Fri, 06/19/2015 - 11:50 | 6214114 JustObserving
JustObserving's picture

Why have bad news when you can have no news at all?

Truth must be protected by a phalanx of lies in an empire of deceit and debt

Fri, 06/19/2015 - 11:51 | 6214117 ebworthen
ebworthen's picture

Bond holiday?  Kind of like a Bank holiday?

Up next:  Stock holiday if any index is -5% or more.

Fri, 06/19/2015 - 11:51 | 6214118 Groundhog Day
Groundhog Day's picture

So your saying now is a great time to load up on greek bonds for the inevitable can kicking?  great ROI

Fri, 06/19/2015 - 12:01 | 6214151 Bill of Rights
Bill of Rights's picture

In a manipulated world is anything really traded?

Fri, 06/19/2015 - 12:05 | 6214164 The Steaksmith
The Steaksmith's picture

You trade your soul to the Devil for confetti

Fri, 06/19/2015 - 12:28 | 6214240 SilverMoneyBags
SilverMoneyBags's picture

The problem never has been and never will be liquidity. The problem is so much junk paper has been printed, there is no DEMAND and we have run out of greater fools.

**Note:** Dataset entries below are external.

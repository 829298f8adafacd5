//! The `Sim` struct and its step loop.

use std::collections::BTreeMap;

use lw_core::{
    LaneId, LwError, ObserverId, SimConfig, Step, StepClock, Vehicle, VehicleId, VehicleRng,
    VehicleState,
};
use lw_device::{DeviceFactory, DeviceRegistry, VehicleDevices};
use lw_notify::{EnterReason, LeaveReason, MoveObserver, StepContext};
use tracing::{debug, trace, warn};

use crate::{Driver, Lane, Maneuver, NoopMonitor, SimError, SimMonitor, SimResult};

// ── Per-vehicle bookkeeping ───────────────────────────────────────────────────

/// Everything the motion source keeps for one vehicle.
struct Running {
    state:    VehicleState,
    lane:     LaneId,
    /// Lane observers currently in contact, in dispatch order.
    contacts: Vec<ObserverId>,
    devices:  VehicleDevices,
    rng:      VehicleRng,
}

// ── Sim ───────────────────────────────────────────────────────────────────────

/// The reference motion source.
///
/// Owns the lanes (with their observers), the running vehicles and the
/// driving model, and delivers `on_enter` / `on_move` / `on_leave` in the
/// order the notification protocol requires:
///
/// - vehicles are processed in ascending `VehicleId`;
/// - observers on a lane are notified in ascending position, then id;
/// - a vehicle's devices are notified after the lane observers, by device id.
///
/// Create via [`SimBuilder`][crate::SimBuilder].
pub struct Sim<D: Driver> {
    /// Run configuration (step length, total steps, seed).
    pub config: SimConfig,

    /// Step clock; `current_step` is the next step to simulate.
    pub clock: StepClock,

    /// The driving model.  Called once per vehicle per step.
    pub driver: D,

    pub(crate) lanes:    BTreeMap<LaneId, Lane>,
    pub(crate) devices:  DeviceRegistry,
    vehicles:            BTreeMap<VehicleId, Running>,
}

impl<D: Driver> Sim<D> {
    pub(crate) fn new(
        config:  SimConfig,
        driver:  D,
        lanes:   BTreeMap<LaneId, Lane>,
        devices: DeviceRegistry,
    ) -> Self {
        Self {
            clock: config.make_clock(),
            config,
            driver,
            lanes,
            devices,
            vehicles: BTreeMap::new(),
        }
    }

    // ── Queries ───────────────────────────────────────────────────────────

    pub fn lane(&self, id: LaneId) -> Option<&Lane> {
        self.lanes.get(&id)
    }

    pub fn vehicle_count(&self) -> usize {
        self.vehicles.len()
    }

    pub fn vehicle(&self, id: VehicleId) -> Option<&VehicleState> {
        self.vehicles.get(&id).map(|r| &r.state)
    }

    /// Lane the vehicle is currently on.
    pub fn lane_of(&self, id: VehicleId) -> Option<LaneId> {
        self.vehicles.get(&id).map(|r| r.lane)
    }

    /// Lane observers the vehicle is in contact with, in dispatch order.
    pub fn contacts_of(&self, id: VehicleId) -> Option<&[ObserverId]> {
        self.vehicles.get(&id).map(|r| r.contacts.as_slice())
    }

    pub fn devices_of(&self, id: VehicleId) -> Option<&VehicleDevices> {
        self.vehicles.get(&id).map(|r| &r.devices)
    }

    /// Per-vehicle entries held by all observers and devices.
    ///
    /// After [`finish`](Self::finish) this is zero unless an observer leaks.
    pub fn open_entries(&self) -> usize {
        let lanes: usize = self.lanes.values().map(|l| l.observers.open_entries()).sum();
        let devices: usize = self.vehicles.values().map(|r| r.devices.open_entries()).sum();
        lanes + devices
    }

    // ── Registration ──────────────────────────────────────────────────────

    /// Attach `observer` to `lane` at `position`.
    ///
    /// An observer whose id is already attached to the lane replaces the
    /// previous instance.  Vehicles in contact with the old instance get
    /// `on_leave(vaporized)` from it at the current time, which dismisses
    /// their open crossings, and the contact is dropped.  The old instance
    /// is not closed since its sink may be shared with the replacement.
    /// Returns `true` if an instance was replaced.
    ///
    /// Vehicles already on the lane are not offered contact; the observer
    /// sees vehicles that enter the lane from now on.
    pub fn attach(
        &mut self,
        lane:     LaneId,
        position: f64,
        observer: Box<dyn MoveObserver>,
    ) -> SimResult<bool> {
        let ctx = self.between_steps();
        let target = self.lanes.get_mut(&lane).ok_or(LwError::LaneNotFound(lane))?;
        if !target.contains(position) {
            return Err(SimError::PositionOutOfRange { lane, position, length: target.length });
        }
        let id = observer.id().clone();
        let Some(mut old) = target.observers.attach(position, observer) else {
            return Ok(false);
        };

        let mut dismissed = 0;
        for running in self.vehicles.values_mut().filter(|r| r.lane == lane) {
            if !running.contacts.contains(&id) {
                continue;
            }
            running.contacts.retain(|c| c != &id);
            let pos = running.state.position;
            if old.on_leave(&running.state, pos, LeaveReason::Vaporized, None, &ctx)? {
                dismissed += 1;
            }
        }
        if old.open_entries() > 0 {
            warn!(observer = %id, open = old.open_entries(), "replaced observer still holds entries");
        }
        debug!(observer = %id, %lane, dismissed, "observer replaced");
        Ok(true)
    }

    /// Register a device factory; applies to vehicles inserted afterwards.
    pub fn register_device(&mut self, kind: &'static str, factory: DeviceFactory) -> bool {
        self.devices.register(kind, factory)
    }

    // ── Vehicles ──────────────────────────────────────────────────────────

    /// Insert `state` on `lane` at its current position.
    ///
    /// The vehicle is equipped from the device registry and receives
    /// `on_enter(departed)` from the lane observers and its devices, within
    /// the window of the current step.
    pub fn insert_vehicle(&mut self, state: VehicleState, lane: LaneId) -> SimResult<()> {
        let id = state.numerical_id;
        if self.vehicles.contains_key(&id) {
            return Err(SimError::DuplicateVehicle(id));
        }
        let target = self.lanes.get_mut(&lane).ok_or(LwError::LaneNotFound(lane))?;
        if !target.contains(state.position) {
            return Err(SimError::PositionOutOfRange {
                lane,
                position: state.position,
                length:   target.length,
            });
        }

        let ctx = StepContext::from_clock(&self.clock);
        let mut rng = VehicleRng::new(self.config.seed, id);
        let mut devices = self.devices.build_devices(&state, &mut rng)?;
        let contacts = target.observers.notify_enter(&state, EnterReason::Departed, &ctx)?;
        devices.notify_enter(&state, EnterReason::Departed, &ctx)?;
        trace!(vehicle = %state.id, %lane, contacts = contacts.len(), devices = devices.len(), "vehicle inserted");

        self.vehicles.insert(id, Running { state, lane, contacts, devices, rng });
        Ok(())
    }

    /// Remove a vehicle now, outside the driver.
    ///
    /// `reason` must be a removal reason (`arrived`, `teleported`,
    /// `vaporized`).
    ///
    /// Runs between steps, so leave notifications carry the zero-length
    /// window at the start of the next step.
    pub fn remove_vehicle(&mut self, id: VehicleId, reason: LeaveReason) -> SimResult<()> {
        let ctx = self.between_steps();
        self.remove(id, reason, &ctx, &mut NoopMonitor)
    }

    // ── Run ───────────────────────────────────────────────────────────────

    /// Run from the current step to `config.end_step()`, then [`finish`](Self::finish).
    ///
    /// Stops at the first error; observers are not closed in that case.
    pub fn run<M: SimMonitor>(&mut self, monitor: &mut M) -> SimResult<()> {
        while self.clock.current_step < self.config.end_step() {
            self.step_once(monitor)?;
        }
        self.finish(monitor)
    }

    /// Run exactly `n` steps from the current position (ignores `end_step`,
    /// does not finish).
    pub fn run_steps<M: SimMonitor>(&mut self, n: u64, monitor: &mut M) -> SimResult<()> {
        for _ in 0..n {
            self.step_once(monitor)?;
        }
        Ok(())
    }

    /// End the run: remove every remaining vehicle with reason `vaporized`
    /// and close all lane observers.
    pub fn finish<M: SimMonitor>(&mut self, monitor: &mut M) -> SimResult<()> {
        let ctx = self.between_steps();
        let remaining: Vec<VehicleId> = self.vehicles.keys().copied().collect();
        if !remaining.is_empty() {
            debug!(vehicles = remaining.len(), "vaporizing vehicles at simulation end");
        }
        for id in remaining {
            self.remove(id, LeaveReason::Vaporized, &ctx, monitor)?;
        }

        let leaked = self.open_entries();
        if leaked > 0 {
            warn!(leaked, "observers hold per-vehicle entries after all vehicles left");
        }
        for lane in self.lanes.values_mut() {
            lane.observers.close_all()?;
        }
        monitor.on_sim_end(self.clock.current_step);
        Ok(())
    }

    /// Zero-length window `[t, t]` at the start of the step about to run.
    fn between_steps(&self) -> StepContext {
        let now = self.clock.step_start_secs();
        StepContext::new(self.clock.current_step, now, now)
    }

    fn step_once<M: SimMonitor>(&mut self, monitor: &mut M) -> SimResult<()> {
        let now = self.clock.current_step;
        monitor.on_step_start(now);
        self.process_step(now, monitor)?;
        monitor.on_step_end(now, self.vehicles.len());
        self.clock.advance();
        Ok(())
    }

    // ── Core step processing ──────────────────────────────────────────────

    fn process_step<M: SimMonitor>(&mut self, now: Step, monitor: &mut M) -> SimResult<()> {
        let ctx = StepContext::from_clock(&self.clock);
        debug_assert_eq!(ctx.step, now);

        // Ids removed earlier in this step are skipped.
        let ids: Vec<VehicleId> = self.vehicles.keys().copied().collect();
        for id in ids {
            let Some(running) = self.vehicles.get_mut(&id) else {
                continue;
            };
            let maneuver = self.driver.maneuver(&running.state, running.lane, &ctx, &mut running.rng);
            match maneuver {
                Maneuver::Advance { speed } => {
                    if self.advance(id, speed, &ctx)? {
                        self.remove(id, LeaveReason::Normal, &ctx, monitor)?;
                    }
                }
                Maneuver::ChangeLane { to } => self.change_lane(id, to, &ctx)?,
                Maneuver::Arrive => self.remove(id, LeaveReason::Arrived, &ctx, monitor)?,
                Maneuver::Remove(reason) => self.remove(id, reason, &ctx, monitor)?,
            }
        }
        Ok(())
    }

    /// Move the vehicle forward and notify.  Returns `true` once its
    /// trailing edge has run past the lane end.
    fn advance(&mut self, id: VehicleId, speed: f64, ctx: &StepContext) -> SimResult<bool> {
        let running = self.vehicles.get_mut(&id).ok_or(LwError::VehicleNotFound(id))?;
        let lane = self
            .lanes
            .get_mut(&running.lane)
            .ok_or(LwError::LaneNotFound(running.lane))?;

        let speed = speed.max(0.0);
        let old_pos = running.state.position;
        let new_pos = old_pos + speed * ctx.length();
        running.state.position = new_pos;
        running.state.speed = speed;

        lane.observers
            .notify_move(&mut running.contacts, &running.state, old_pos, new_pos, speed, ctx)?;
        running.devices.notify_move(&running.state, old_pos, new_pos, speed, ctx)?;

        Ok(running.state.back_position() > lane.length)
    }

    fn change_lane(&mut self, id: VehicleId, to: LaneId, ctx: &StepContext) -> SimResult<()> {
        if !self.lanes.contains_key(&to) {
            return Err(LwError::LaneNotFound(to).into());
        }
        let running = self.vehicles.get_mut(&id).ok_or(LwError::VehicleNotFound(id))?;
        let from = running.lane;
        if from == to {
            return Ok(());
        }
        let pos = running.state.position;

        if let Some(lane) = self.lanes.get_mut(&from) {
            let contacts = std::mem::take(&mut running.contacts);
            lane.observers
                .notify_leave(contacts, &running.state, pos, LeaveReason::LaneChange, Some(to), ctx)?;
        }
        running
            .devices
            .notify_leave(&running.state, pos, LeaveReason::LaneChange, Some(to), ctx)?;

        let target = self.lanes.get_mut(&to).ok_or(LwError::LaneNotFound(to))?;
        running.contacts = target
            .observers
            .notify_enter(&running.state, EnterReason::LaneChange, ctx)?;
        running.devices.notify_enter(&running.state, EnterReason::LaneChange, ctx)?;
        running.lane = to;
        trace!(vehicle = %running.state.id, %from, %to, "lane change");
        Ok(())
    }

    /// Deliver the final `on_leave` and drop the vehicle with its devices.
    fn remove<M: SimMonitor>(
        &mut self,
        id:      VehicleId,
        reason:  LeaveReason,
        ctx:     &StepContext,
        monitor: &mut M,
    ) -> SimResult<()> {
        if reason == LeaveReason::LaneChange {
            return Err(SimError::InvalidRemoval { vehicle: id, reason });
        }
        let mut running = self.vehicles.remove(&id).ok_or(LwError::VehicleNotFound(id))?;
        let pos = running.state.position;

        if let Some(lane) = self.lanes.get_mut(&running.lane) {
            let contacts = std::mem::take(&mut running.contacts);
            lane.observers
                .notify_leave(contacts, &running.state, pos, reason, None, ctx)?;
        }
        running.devices.notify_leave(&running.state, pos, reason, None, ctx)?;
        running.devices.close_all()?;

        debug!(vehicle = %running.state.id, %reason, position = pos, "vehicle removed");
        monitor.on_vehicle_removed(&running.state, reason);
        Ok(())
    }
}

Its all about DEMAND DEMAND DEMAND DEMAND DEMAND.

Fri, 06/19/2015 - 12:31 | 6214248 taketheredpill
taketheredpill's picture
"lacking the appetite to buy" I'm sure there are lots of willing buyers, just no willing sellers at prices near $0.00.
Fri, 06/19/2015 - 13:35 | 6214466 Bunga Bunga
Bunga Bunga's picture

Great, the ECB can buy them without driving the price up, while the sellers are scared like crazy and happy to find a magic buyer.